**Assignment**
From the listing below, reproduce word for word the part that opens with the line containing "core::fmt::Display::fmt(&self.0, f)" and closes with the line containing "mutated during a"; reproduce nothing else.

▽

use serde::{Deserialize, Serialize};

use supplysim_core::{DomainError, EntityId};

/// Catalog item identifier.
#[derive(Debug, Copy, Clone, PartialEq, Eq, PartialOrd, Ord, Hash, Serialize, Deserialize)]
#[serde(transparent)]
pub struct ItemId(pub EntityId);

impl ItemId {
    pub fn new(id: EntityId) -> Self {
        Self(id)
    }
}

impl core::fmt::Display for ItemId {
    fn fmt(&self, f: &mut core::fmt::Formatter<'_>) -> core::fmt::Result {
        core::fmt::Display::fmt(&self.0, f)
    }
}

impl From<u64> for ItemId {
    fn from(value: u64) -> Self {
        Self(EntityId::new(value))
    }
}

/// An item customers can order.
///
/// Items are seeded once by an external generator and never mutated during a
/// run; the engine only reads them.
#[derive(Debug, Clone, PartialEq, Eq, Serialize, Deserialize)]
pub struct Item {
    pub id: ItemId,
    pub name: String,
    /// Product category; suppliers stock exactly one category, and an item
    /// can only be sourced from suppliers matching its category.
    pub category: String,
    /// Price in smallest currency unit (e.g., cents).
    pub unit_price: u64,
}

impl Item {
    pub fn validate(&self) -> Result<(), DomainError> {
        if self.name.trim().is_empty() {
            return Err(DomainError::validation("item name cannot be empty"));
        }
        if self.category.trim().is_empty() {
            return Err(DomainError::validation("item category cannot be empty"));
        }
        Ok(())
    }
}

#[cfg(test)]
mod tests {
    use super::*;

    fn test_item() -> Item {
        Item {
            id: ItemId::from(1),
            name: "Widget".to_string(),
            category: "Hardware".to_string(),
            unit_price: 1250,
        }
    }

    #[test]
    fn valid_item_passes_validation() {
        assert!(test_item().validate().is_ok());
    }

    #[test]
    fn empty_name_is_rejected() {
        let mut item = test_item();
        item.name = "  ".to_string();
        let err = item.validate().unwrap_err();
        match err {
            DomainError::Validation(msg) if msg.contains("name") => {}
            _ => panic!("Expected validation error for empty name"),
        }
    }

    #[test]
    fn empty_category_is_rejected() {
        let mut item = test_item();
        item.category = String::new();
        assert!(item.validate().is_err());
    }
}
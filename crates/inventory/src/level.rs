use chrono::{DateTime, Utc};
use serde::{Deserialize, Serialize};

use supplysim_catalog::ItemId;
use supplysim_core::DomainError;
use supplysim_parties::SupplierId;

/// Stock position for one item at one supplier.
///
/// Rows are seeded once at initialization and mutated only by the fulfillment
/// handler (decrement) and the restocking handler (set to ceiling); they are
/// never created or deleted mid-run.
#[derive(Debug, Clone, PartialEq, Serialize, Deserialize)]
pub struct InventoryLevel {
    pub item_id: ItemId,
    pub supplier_id: SupplierId,
    pub quantity_on_hand: u32,
    /// Stock level below which the row becomes restock-eligible.
    pub reorder_point: u32,
    /// Probability in `[0, 1]` that restocking triggers when eligible.
    pub restock_weight: f64,
    /// Ceiling a successful restock refills to.
    pub supplier_max_quantity: u32,
    pub last_updated: DateTime<Utc>,
}

impl InventoryLevel {
    /// Restock-eligible: stock strictly below the reorder point.
    pub fn is_restock_eligible(&self) -> bool {
        self.quantity_on_hand < self.reorder_point
    }

    pub fn validate(&self) -> Result<(), DomainError> {
        if !(0.0..=1.0).contains(&self.restock_weight) {
            return Err(DomainError::validation(format!(
                "restock_weight must be within [0, 1], got {}",
                self.restock_weight
            )));
        }
        Ok(())
    }
}

#[cfg(test)]
mod tests {
    use super::*;

    fn test_level(quantity_on_hand: u32, reorder_point: u32) -> InventoryLevel {
        InventoryLevel {
            item_id: ItemId::from(1),
            supplier_id: SupplierId::from(1),
            quantity_on_hand,
            reorder_point,
            restock_weight: 0.8,
            supplier_max_quantity: 40,
            last_updated: Utc::now(),
        }
    }

    #[test]
    fn below_reorder_point_is_eligible() {
        assert!(test_level(1, 5).is_restock_eligible());
    }

    #[test]
    fn at_reorder_point_is_not_eligible() {
        assert!(!test_level(5, 5).is_restock_eligible());
    }

    #[test]
    fn above_reorder_point_is_not_eligible() {
        assert!(!test_level(9, 5).is_restock_eligible());
    }

    #[test]
    fn restock_weight_outside_unit_interval_is_rejected() {
        let mut level = test_level(1, 5);
        level.restock_weight = 1.5;
        assert!(level.validate().is_err());
    }
}
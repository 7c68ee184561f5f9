//! Orders domain module.
//!
//! This crate contains business rules for orders and order lines, implemented
//! purely as deterministic domain logic (no IO, no storage).

pub mod order;

pub use order::{
    derive_status, NewOrderItem, Order, OrderId, OrderItem, OrderItemId, OrderStatus,
};
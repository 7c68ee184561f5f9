//! Parties domain module (customers and suppliers).
//!
//! This crate contains the party entities consumed by the simulation,
//! implemented purely as deterministic domain logic (no IO, no storage).

pub mod customer;
pub mod supplier;

pub use customer::{Customer, CustomerId};
pub use supplier::{Supplier, SupplierId};
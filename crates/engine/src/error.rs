//! Engine error taxonomy.
//!
//! Three tiers, matching how the scheduler reacts:
//! - recoverable no-ops ([`NoOpReason`]) — logged, counted, run continues;
//! - handler faults ([`StoreError`] surfaced from a handler) — caught at the
//!   scheduler, logged with step context, run continues;
//! - fatal faults ([`SimError`]) — configuration/initialization problems or
//!   store unavailability; the run aborts.

use thiserror::Error;

use supplysim_core::DomainError;
use supplysim_store::StoreError;

/// Startup configuration violation. Always fatal.
#[derive(Debug, Error, Clone, PartialEq, Eq)]
pub enum ConfigError {
    #[error("iterations must be positive")]
    ZeroIterations,

    #[error("maintenance period must be positive")]
    ZeroMaintenancePeriod,

    #[error("order expiry age must be positive, got {0} days")]
    NonPositiveExpiry(i64),

    #[error("clock step bound must be at least one minute")]
    ZeroClockStep,

    #[error("orders must allow at least one line")]
    ZeroItemsPerOrder,

    #[error("order lines must allow at least one unit")]
    ZeroQuantityPerLine,

    #[error("invalid event weights: {0}")]
    InvalidEventWeights(String),

    #[error("no-op redraw must allow at least one attempt")]
    ZeroRedrawAttempts,
}

/// Fatal simulation error.
#[derive(Debug, Error)]
pub enum SimError {
    #[error("configuration error: {0}")]
    Config(#[from] ConfigError),

    #[error("store error: {0}")]
    Store(#[from] StoreError),

    #[error("invalid seeded entity: {0}")]
    InvalidEntity(#[from] DomainError),
}

/// Why a handler completed without doing anything.
#[derive(Debug, Clone, Copy, PartialEq, Eq)]
pub enum NoOpReason {
    /// Order creation found no supplier stocking any chosen item's category.
    NoEligibleSupplier,
    /// The unfulfilled-order cache had no candidate.
    EmptyCache,
    /// No inventory row was below its reorder point.
    NothingToRestock,
}

impl NoOpReason {
    pub fn as_str(&self) -> &'static str {
        match self {
            NoOpReason::NoEligibleSupplier => "no_eligible_supplier",
            NoOpReason::EmptyCache => "empty_cache",
            NoOpReason::NothingToRestock => "nothing_to_restock",
        }
    }
}

/// What a dispatched handler did.
#[derive(Debug, Clone, Copy, PartialEq, Eq)]
pub enum HandlerOutcome {
    /// The handler ran its event (including failed fulfillment attempts,
    /// which still produce a log record).
    Applied,
    /// Nothing to do; recoverable.
    NoOp(NoOpReason),
}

△

**Completed task**
        core::fmt::Display::fmt(&self.0, f)
    }
}

impl From<u64> for ItemId {
    fn from(value: u64) -> Self {
        Self(EntityId::new(value))
    }
}

/// An item customers can order.
///
/// Items are seeded once by an external generator and never mutated during a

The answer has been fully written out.